Sesungguhnya, doktrin Messianisme sudah berusia kurang lebih 3000 tahun. Doktrin ini berasal dari tradisi bangsa Yahudi keturunan Nabi Ibrahim. Mereka adalah bangsa yang selalu ditindas oleh bangsa-bangsa lain. Bangsa ini harus hidup terlunta-lunta akibat kalah secara politik dengan bangsa-bangsa lain. 

Kita bisa mengambil beberapa pelajaran dari peristiwa sejarah bangsa ini. Setiap situasi penindasan senantiasa berpotensi melahirkan sosok pahlawan. Misalnya, sewaktu bangsa Yahudi ditindas oleh Fir’aun (Ramses II), kehadiran Nabi Musa‘ alaihis-salam yang berhasil menyelamatkan bangsanya kemudian dianggap sebagai “Sang Messiah.” Nabi Musa adalah tokoh spiritual dan pemimpin umat Yahudi pasca kehidupan di Mesir.

Baca Juga  Jilbab dan Cadar: Warisan Tradisi Pra-Islam?

Keterputusasaan Sebuah Bangsa

Pasca Nabi Musa, kehadiran sosok Yusa’ bin Nun yang berhasil memimpin bangsa Yahudi menaklukkan Palestina juga telah dianggap sebagai “Sang Messiah.” Karakteristik Yusa’ bin Nun lain dengan pendahulunya, Nabi Musa. Jika Nabi Musa adalah seorang tokoh spiritual dan pemimpin umat, maka Yusa’ bin Nun adalah pemimpin yang militeristik.

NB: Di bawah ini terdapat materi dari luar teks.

mod list_nested;
mod set_nested;
mod single_nested;

use std::collections::BTreeMap;

use tfcg_core::spec;

pub use list_nested::ListNestedBlock;
pub use set_nested::SetNestedBlock;
pub use single_nested::SingleNestedBlock;

use crate::attributes::Attributes;
use crate::conversion::ConversionPlan;
use crate::error::GeneratorError;
use crate::identifier::FrameworkIdentifier;
use crate::imports::Imports;
use crate::model::ModelField;
use crate::node::SchemaNode;

/// Every block kind the framework supports.
#[derive(Debug, Clone, PartialEq)]
pub enum Block {
    ListNested(ListNestedBlock),
    SetNested(SetNestedBlock),
    SingleNested(SingleNestedBlock),
}

impl Block {
    pub fn from_spec(spec: &spec::Block) -> Result<Self, GeneratorError> {
        if let Some(raw) = &spec.list_nested {
            return ListNestedBlock::from_spec(Some(raw)).map(Self::ListNested);
        }
        if let Some(raw) = &spec.set_nested {
            return SetNestedBlock::from_spec(Some(raw)).map(Self::SetNested);
        }
        if let Some(raw) = &spec.single_nested {
            return SingleNestedBlock::from_spec(Some(raw)).map(Self::SingleNested);
        }
        Err(GeneratorError::UndefinedBlockType(format!("{spec:?}")))
    }

    pub fn kind(&self) -> &'static str {
        match self {
            Self::ListNested(_) => "ListNestedBlock",
            Self::SetNested(_) => "SetNestedBlock",
            Self::SingleNested(_) => "SingleNestedBlock",
        }
    }

    fn node(&self) -> &dyn SchemaNode {
        match self {
            Self::ListNested(b) => b,
            Self::SetNested(b) => b,
            Self::SingleNested(b) => b,
        }
    }

    pub fn attributes(&self) -> &Attributes {
        match self {
            Self::ListNested(b) => &b.nested_object.attributes,
            Self::SetNested(b) => &b.nested_object.attributes,
            Self::SingleNested(b) => &b.attributes,
        }
    }

    pub fn blocks(&self) -> &Blocks {
        match self {
            Self::ListNested(b) => &b.nested_object.blocks,
            Self::SetNested(b) => &b.nested_object.blocks,
            Self::SingleNested(b) => &b.blocks,
        }
    }

    pub fn custom_type_and_value(
        &self,
        name: &FrameworkIdentifier,
    ) -> Result<Vec<String>, GeneratorError> {
        match self {
            Self::ListNested(b) => b.custom_type_and_value(name),
            Self::SetNested(b) => b.custom_type_and_value(name),
            Self::SingleNested(b) => b.custom_type_and_value(name),
        }
    }

    pub fn to_from_functions(
        &self,
        name: &FrameworkIdentifier,
    ) -> Result<Vec<String>, GeneratorError> {
        match self {
            Self::ListNested(b) => b.to_from_functions(name),
            Self::SetNested(b) => b.to_from_functions(name),
            Self::SingleNested(b) => b.to_from_functions(name),
        }
    }
}

impl SchemaNode for Block {
    fn imports(&self) -> Imports {
        self.node().imports()
    }

    fn schema(&self, name: &FrameworkIdentifier) -> Result<String, GeneratorError> {
        self.node().schema(name)
    }

    fn model_field(&self, name: &FrameworkIdentifier) -> ModelField {
        self.node().model_field(name)
    }

    fn attr_type(&self, name: &FrameworkIdentifier) -> String {
        self.node().attr_type(name)
    }

    fn attr_value(&self, name: &FrameworkIdentifier) -> String {
        self.node().attr_value(name)
    }

    fn to_conversion(&self, name: &FrameworkIdentifier) -> Result<ConversionPlan, GeneratorError> {
        self.node().to_conversion(name)
    }

    fn from_conversion(
        &self,
        name: &FrameworkIdentifier,
    ) -> Result<ConversionPlan, GeneratorError> {
        self.node().from_conversion(name)
    }
}

/// Blocks keyed by name; iteration is always in name order.
#[derive(Debug, Clone, Default, PartialEq)]
pub struct Blocks(BTreeMap<FrameworkIdentifier, Block>);

impl Blocks {
    /// Build the children of one object. A name may appear only once.
    pub fn from_specs(specs: &[spec::Block]) -> Result<Self, GeneratorError> {
        let mut nodes = BTreeMap::new();
        for raw in specs {
            let name = FrameworkIdentifier::new(raw.name.as_str());
            if nodes.contains_key(&name) {
                return Err(GeneratorError::DuplicateName {
                    kind: "block",
                    name: raw.name.clone(),
                });
            }
            nodes.insert(name, Block::from_spec(raw)?);
        }
        Ok(Self(nodes))
    }

    pub fn get(&self, name: &str) -> Option<&Block> {
        self.0.get(name)
    }

    pub fn iter(&self) -> impl Iterator<Item = (&FrameworkIdentifier, &Block)> {
        self.0.iter()
    }

    pub fn len(&self) -> usize {
        self.0.len()
    }

    pub fn is_empty(&self) -> bool {
        self.0.is_empty()
    }

    pub fn imports(&self) -> Imports {
        self.0
            .values()
            .fold(Imports::new(), |imports, block| imports.union(block.imports()))
    }

    pub fn schemas(&self) -> Result<Vec<String>, GeneratorError> {
        self.0
            .iter()
            .map(|(name, block)| {
                log::debug!("rendering {} {name}", block.kind());
                block.schema(name)
            })
            .collect()
    }

    pub fn model_fields(&self) -> Vec<ModelField> {
        self.0
            .iter()
            .map(|(name, block)| block.model_field(name))
            .collect()
    }

    pub fn custom_type_and_value(&self) -> Result<Vec<String>, GeneratorError> {
        let mut declarations = Vec::new();
        for (name, block) in &self.0 {
            declarations.extend(block.custom_type_and_value(name)?);
        }
        Ok(declarations)
    }

    /// Conversion methods of every block, skipping those that are not implemented.
    pub fn to_from_functions(&self) -> Result<Vec<String>, GeneratorError> {
        let mut functions = Vec::new();
        for (name, block) in &self.0 {
            match block.to_from_functions(name) {
                Ok(generated) => functions.extend(generated),
                Err(err) if err.is_unimplemented() => {
                    log::warn!("skipping to/from functions of {name}: {err}");
                }
                Err(err) => return Err(err),
            }
        }
        Ok(functions)
    }
}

Sekalipun demikian, dalam pandangan kaum Yahudi, julukan “Sang Messiah” tetap layak disandang oleh penerus Nabi Musa ini.

Pada abad Ketujuh Sebelum Masehi (SM), ketika bangsa Yahudi ditindas oleh Assyurbanipal (Assyur) dan Nebukednezar (Babilonia), kehadiran sosok Ezra (‘Uzair) dan Jeremiah juga dianggap sebagai “Sang Messiah.” Penghormatan kaum Yahudi kepada sosok Ezra sangat keterlaluan, karena mereka menganggap sosoknya melampaui sifat-sifat manusia. Adapun sosok Jeremiah, sekalipun oleh kalangan sejarawan Muslim dianggap sebagai “nabi palsu,” tetapi perannya cukup signifikan dalam konteks pembaruan spiritual kaum Yahudi pasca pembuangan dari Babilonia.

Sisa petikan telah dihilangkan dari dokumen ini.